_YOUR OBJECTIVE_: Count lines, not occurrences: report how many lines in the records hold the string "ApiClient", and nothing else.
(DATA FOR ANALYSIS Opens)
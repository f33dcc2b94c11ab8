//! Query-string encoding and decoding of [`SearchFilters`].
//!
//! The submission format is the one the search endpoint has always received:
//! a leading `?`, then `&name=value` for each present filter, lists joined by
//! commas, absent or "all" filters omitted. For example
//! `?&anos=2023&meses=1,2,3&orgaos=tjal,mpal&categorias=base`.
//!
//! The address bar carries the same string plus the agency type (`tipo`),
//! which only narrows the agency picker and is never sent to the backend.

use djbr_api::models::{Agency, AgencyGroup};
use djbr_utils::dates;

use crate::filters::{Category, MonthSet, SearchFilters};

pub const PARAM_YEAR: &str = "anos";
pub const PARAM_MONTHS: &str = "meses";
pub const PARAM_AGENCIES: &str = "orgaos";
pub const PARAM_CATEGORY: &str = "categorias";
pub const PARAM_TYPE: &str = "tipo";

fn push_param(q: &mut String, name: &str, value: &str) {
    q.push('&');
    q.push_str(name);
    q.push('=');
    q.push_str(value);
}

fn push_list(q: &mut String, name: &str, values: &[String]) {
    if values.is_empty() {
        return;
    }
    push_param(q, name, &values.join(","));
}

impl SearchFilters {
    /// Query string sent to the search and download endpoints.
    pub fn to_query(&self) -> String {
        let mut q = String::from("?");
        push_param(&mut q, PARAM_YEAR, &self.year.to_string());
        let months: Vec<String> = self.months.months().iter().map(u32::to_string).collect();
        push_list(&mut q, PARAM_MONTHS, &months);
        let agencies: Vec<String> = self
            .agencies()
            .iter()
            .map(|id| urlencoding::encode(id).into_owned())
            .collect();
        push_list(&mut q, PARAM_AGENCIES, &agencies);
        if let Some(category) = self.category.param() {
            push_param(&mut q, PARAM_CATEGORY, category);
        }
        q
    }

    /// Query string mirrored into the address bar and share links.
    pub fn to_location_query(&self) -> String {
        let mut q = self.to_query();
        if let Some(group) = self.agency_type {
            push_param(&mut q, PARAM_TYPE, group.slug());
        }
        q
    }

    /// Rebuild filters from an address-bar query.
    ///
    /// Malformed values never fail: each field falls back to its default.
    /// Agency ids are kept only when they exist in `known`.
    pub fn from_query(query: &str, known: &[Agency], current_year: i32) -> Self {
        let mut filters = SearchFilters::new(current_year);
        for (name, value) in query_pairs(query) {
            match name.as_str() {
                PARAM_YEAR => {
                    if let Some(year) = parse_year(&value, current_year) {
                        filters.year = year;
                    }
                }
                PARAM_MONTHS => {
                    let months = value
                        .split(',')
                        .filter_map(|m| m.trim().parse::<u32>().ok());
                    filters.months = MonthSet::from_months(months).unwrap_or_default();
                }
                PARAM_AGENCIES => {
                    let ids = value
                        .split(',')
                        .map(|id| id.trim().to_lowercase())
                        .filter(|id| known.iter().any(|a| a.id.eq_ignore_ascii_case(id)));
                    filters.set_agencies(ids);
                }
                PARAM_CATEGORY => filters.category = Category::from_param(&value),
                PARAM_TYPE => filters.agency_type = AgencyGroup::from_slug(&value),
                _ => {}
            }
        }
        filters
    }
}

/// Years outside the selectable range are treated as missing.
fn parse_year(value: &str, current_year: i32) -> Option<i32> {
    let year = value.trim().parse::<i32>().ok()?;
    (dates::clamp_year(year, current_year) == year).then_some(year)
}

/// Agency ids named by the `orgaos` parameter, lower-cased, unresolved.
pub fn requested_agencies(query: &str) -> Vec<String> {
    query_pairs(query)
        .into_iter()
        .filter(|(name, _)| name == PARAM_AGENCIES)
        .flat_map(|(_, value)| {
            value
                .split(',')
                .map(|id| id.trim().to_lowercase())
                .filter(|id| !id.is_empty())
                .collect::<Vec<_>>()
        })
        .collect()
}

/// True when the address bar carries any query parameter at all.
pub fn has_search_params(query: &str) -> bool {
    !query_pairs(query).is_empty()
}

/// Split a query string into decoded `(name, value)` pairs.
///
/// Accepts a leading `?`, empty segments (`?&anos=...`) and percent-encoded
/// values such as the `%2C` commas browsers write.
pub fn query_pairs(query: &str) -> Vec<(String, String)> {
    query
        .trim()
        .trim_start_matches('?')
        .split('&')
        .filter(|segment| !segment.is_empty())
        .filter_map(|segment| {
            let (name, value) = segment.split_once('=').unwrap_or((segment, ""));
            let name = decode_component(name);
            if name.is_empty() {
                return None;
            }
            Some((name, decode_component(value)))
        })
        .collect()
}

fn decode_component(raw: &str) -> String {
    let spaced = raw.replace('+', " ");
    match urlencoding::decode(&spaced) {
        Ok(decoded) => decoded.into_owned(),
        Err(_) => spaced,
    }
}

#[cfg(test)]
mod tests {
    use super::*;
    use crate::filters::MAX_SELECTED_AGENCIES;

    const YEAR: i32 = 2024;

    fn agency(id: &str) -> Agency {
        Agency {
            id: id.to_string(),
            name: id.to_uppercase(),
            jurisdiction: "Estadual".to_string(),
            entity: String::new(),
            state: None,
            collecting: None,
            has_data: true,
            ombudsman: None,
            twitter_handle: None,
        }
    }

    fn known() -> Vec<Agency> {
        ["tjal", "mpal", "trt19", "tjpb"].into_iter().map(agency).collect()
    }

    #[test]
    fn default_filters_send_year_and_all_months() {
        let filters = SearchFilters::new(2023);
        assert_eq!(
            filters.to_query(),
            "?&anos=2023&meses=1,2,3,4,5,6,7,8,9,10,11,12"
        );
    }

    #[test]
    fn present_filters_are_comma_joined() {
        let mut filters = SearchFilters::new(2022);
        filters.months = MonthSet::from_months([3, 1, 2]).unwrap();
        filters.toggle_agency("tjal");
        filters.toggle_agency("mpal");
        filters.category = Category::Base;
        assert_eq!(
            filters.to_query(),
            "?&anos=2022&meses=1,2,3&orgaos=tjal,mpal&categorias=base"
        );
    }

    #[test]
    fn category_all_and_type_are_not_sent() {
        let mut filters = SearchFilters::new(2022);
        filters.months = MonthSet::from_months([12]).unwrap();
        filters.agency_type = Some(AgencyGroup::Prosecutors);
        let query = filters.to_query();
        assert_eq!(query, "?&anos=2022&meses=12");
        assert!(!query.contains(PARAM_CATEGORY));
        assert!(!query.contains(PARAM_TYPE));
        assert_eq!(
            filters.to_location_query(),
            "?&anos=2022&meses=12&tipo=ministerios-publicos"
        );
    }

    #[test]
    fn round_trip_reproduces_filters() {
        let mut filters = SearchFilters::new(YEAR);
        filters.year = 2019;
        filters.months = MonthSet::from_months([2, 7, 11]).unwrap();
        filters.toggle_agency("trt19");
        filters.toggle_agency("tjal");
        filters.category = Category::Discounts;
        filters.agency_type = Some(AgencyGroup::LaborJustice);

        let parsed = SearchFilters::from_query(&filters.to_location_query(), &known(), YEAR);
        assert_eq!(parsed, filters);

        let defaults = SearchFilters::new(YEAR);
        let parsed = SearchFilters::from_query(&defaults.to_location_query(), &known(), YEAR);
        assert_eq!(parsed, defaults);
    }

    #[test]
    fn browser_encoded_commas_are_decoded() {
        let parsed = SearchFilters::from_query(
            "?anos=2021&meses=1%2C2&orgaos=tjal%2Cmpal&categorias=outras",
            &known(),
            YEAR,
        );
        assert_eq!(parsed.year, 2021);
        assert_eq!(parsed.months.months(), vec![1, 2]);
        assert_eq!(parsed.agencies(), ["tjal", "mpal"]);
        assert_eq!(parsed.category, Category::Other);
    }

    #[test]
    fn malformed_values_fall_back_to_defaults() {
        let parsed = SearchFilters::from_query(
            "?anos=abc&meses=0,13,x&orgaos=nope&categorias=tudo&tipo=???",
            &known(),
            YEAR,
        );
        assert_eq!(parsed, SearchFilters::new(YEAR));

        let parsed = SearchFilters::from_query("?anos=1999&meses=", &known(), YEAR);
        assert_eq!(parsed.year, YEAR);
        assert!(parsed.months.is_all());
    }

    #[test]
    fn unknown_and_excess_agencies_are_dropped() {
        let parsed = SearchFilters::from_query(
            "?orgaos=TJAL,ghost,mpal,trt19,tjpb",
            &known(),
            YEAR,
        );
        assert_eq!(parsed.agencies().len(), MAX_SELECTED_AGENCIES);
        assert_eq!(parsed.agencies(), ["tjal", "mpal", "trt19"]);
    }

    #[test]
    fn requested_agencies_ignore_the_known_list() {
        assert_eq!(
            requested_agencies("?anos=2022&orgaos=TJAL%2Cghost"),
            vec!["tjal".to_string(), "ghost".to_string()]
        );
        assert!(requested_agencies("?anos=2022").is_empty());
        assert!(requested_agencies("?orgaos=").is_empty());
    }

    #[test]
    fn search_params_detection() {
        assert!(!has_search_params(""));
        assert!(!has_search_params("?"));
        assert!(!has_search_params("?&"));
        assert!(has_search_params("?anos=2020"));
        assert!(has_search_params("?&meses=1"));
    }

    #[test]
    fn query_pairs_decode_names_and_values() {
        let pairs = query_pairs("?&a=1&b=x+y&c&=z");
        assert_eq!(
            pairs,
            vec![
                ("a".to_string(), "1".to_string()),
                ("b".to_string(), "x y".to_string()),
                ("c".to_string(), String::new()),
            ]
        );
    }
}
(DATA FOR ANALYSIS Closes)
(DATA FOR ANALYSIS Opens)
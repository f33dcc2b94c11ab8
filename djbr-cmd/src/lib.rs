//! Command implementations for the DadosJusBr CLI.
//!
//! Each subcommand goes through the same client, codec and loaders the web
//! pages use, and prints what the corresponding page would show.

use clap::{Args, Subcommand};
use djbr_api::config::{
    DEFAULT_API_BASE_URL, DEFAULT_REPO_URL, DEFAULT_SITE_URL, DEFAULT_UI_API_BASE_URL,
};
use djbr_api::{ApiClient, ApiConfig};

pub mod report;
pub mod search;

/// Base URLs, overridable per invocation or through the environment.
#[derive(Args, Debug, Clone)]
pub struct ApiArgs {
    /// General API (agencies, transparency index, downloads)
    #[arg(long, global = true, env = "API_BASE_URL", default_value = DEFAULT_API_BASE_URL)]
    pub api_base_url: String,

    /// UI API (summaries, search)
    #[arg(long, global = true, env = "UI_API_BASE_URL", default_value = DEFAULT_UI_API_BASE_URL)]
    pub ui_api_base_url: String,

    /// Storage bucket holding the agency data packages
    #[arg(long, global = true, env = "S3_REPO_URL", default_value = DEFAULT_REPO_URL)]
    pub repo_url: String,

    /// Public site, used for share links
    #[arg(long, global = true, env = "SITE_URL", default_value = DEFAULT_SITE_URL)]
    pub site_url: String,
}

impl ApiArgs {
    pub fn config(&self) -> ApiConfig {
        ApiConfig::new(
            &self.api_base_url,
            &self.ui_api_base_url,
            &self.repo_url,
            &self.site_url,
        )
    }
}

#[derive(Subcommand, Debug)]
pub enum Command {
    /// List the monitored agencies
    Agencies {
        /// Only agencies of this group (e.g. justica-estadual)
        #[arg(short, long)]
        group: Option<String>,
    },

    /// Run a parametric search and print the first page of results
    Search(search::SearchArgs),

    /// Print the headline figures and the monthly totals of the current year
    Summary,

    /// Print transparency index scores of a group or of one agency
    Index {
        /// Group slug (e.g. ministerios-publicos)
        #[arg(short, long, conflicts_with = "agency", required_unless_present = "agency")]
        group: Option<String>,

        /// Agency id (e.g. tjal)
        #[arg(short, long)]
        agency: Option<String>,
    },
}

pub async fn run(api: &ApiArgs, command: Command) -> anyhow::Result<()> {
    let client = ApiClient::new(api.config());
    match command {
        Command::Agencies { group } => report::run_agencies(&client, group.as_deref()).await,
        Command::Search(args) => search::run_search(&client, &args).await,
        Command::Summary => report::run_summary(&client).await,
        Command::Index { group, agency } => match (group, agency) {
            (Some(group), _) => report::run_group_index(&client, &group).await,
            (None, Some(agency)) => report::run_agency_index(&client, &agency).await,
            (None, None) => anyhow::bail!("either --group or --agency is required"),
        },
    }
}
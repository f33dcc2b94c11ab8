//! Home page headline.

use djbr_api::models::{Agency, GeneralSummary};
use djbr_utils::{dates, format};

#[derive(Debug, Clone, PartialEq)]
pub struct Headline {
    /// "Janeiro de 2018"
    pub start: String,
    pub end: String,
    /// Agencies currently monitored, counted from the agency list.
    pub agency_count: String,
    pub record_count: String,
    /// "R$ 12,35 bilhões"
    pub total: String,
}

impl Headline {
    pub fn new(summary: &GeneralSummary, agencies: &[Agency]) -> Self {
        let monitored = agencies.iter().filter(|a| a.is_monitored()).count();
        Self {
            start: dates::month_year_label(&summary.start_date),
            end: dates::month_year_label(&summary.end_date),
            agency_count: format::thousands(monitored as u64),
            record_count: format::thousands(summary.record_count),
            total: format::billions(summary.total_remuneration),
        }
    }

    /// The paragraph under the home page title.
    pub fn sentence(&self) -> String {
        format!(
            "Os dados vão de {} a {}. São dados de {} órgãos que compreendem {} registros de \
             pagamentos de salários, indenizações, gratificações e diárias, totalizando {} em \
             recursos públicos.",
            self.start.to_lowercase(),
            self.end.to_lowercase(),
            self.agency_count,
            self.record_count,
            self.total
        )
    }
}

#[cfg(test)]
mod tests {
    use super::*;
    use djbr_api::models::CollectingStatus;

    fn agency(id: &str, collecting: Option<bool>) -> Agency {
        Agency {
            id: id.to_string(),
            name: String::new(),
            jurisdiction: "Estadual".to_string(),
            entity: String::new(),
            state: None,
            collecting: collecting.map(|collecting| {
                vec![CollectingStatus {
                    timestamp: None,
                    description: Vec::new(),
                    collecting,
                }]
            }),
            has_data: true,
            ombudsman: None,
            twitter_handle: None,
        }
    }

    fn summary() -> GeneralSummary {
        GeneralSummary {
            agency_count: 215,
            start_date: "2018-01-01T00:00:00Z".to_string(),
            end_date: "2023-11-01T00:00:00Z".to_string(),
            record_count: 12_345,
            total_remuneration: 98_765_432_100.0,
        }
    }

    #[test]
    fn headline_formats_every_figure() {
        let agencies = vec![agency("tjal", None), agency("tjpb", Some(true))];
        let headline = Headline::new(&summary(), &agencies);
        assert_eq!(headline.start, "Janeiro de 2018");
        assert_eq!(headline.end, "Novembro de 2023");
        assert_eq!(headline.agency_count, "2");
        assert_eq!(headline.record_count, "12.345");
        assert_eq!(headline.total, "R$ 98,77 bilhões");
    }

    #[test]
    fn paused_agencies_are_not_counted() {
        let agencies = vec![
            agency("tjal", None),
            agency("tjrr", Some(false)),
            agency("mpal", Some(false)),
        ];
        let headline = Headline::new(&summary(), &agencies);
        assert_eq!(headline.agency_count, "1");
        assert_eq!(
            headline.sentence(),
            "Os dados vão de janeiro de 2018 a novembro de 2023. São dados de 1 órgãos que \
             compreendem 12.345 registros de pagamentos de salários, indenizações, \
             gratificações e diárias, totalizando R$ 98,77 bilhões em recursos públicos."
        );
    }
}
(DATA FOR ANALYSIS Closes)
_RESULT_: 2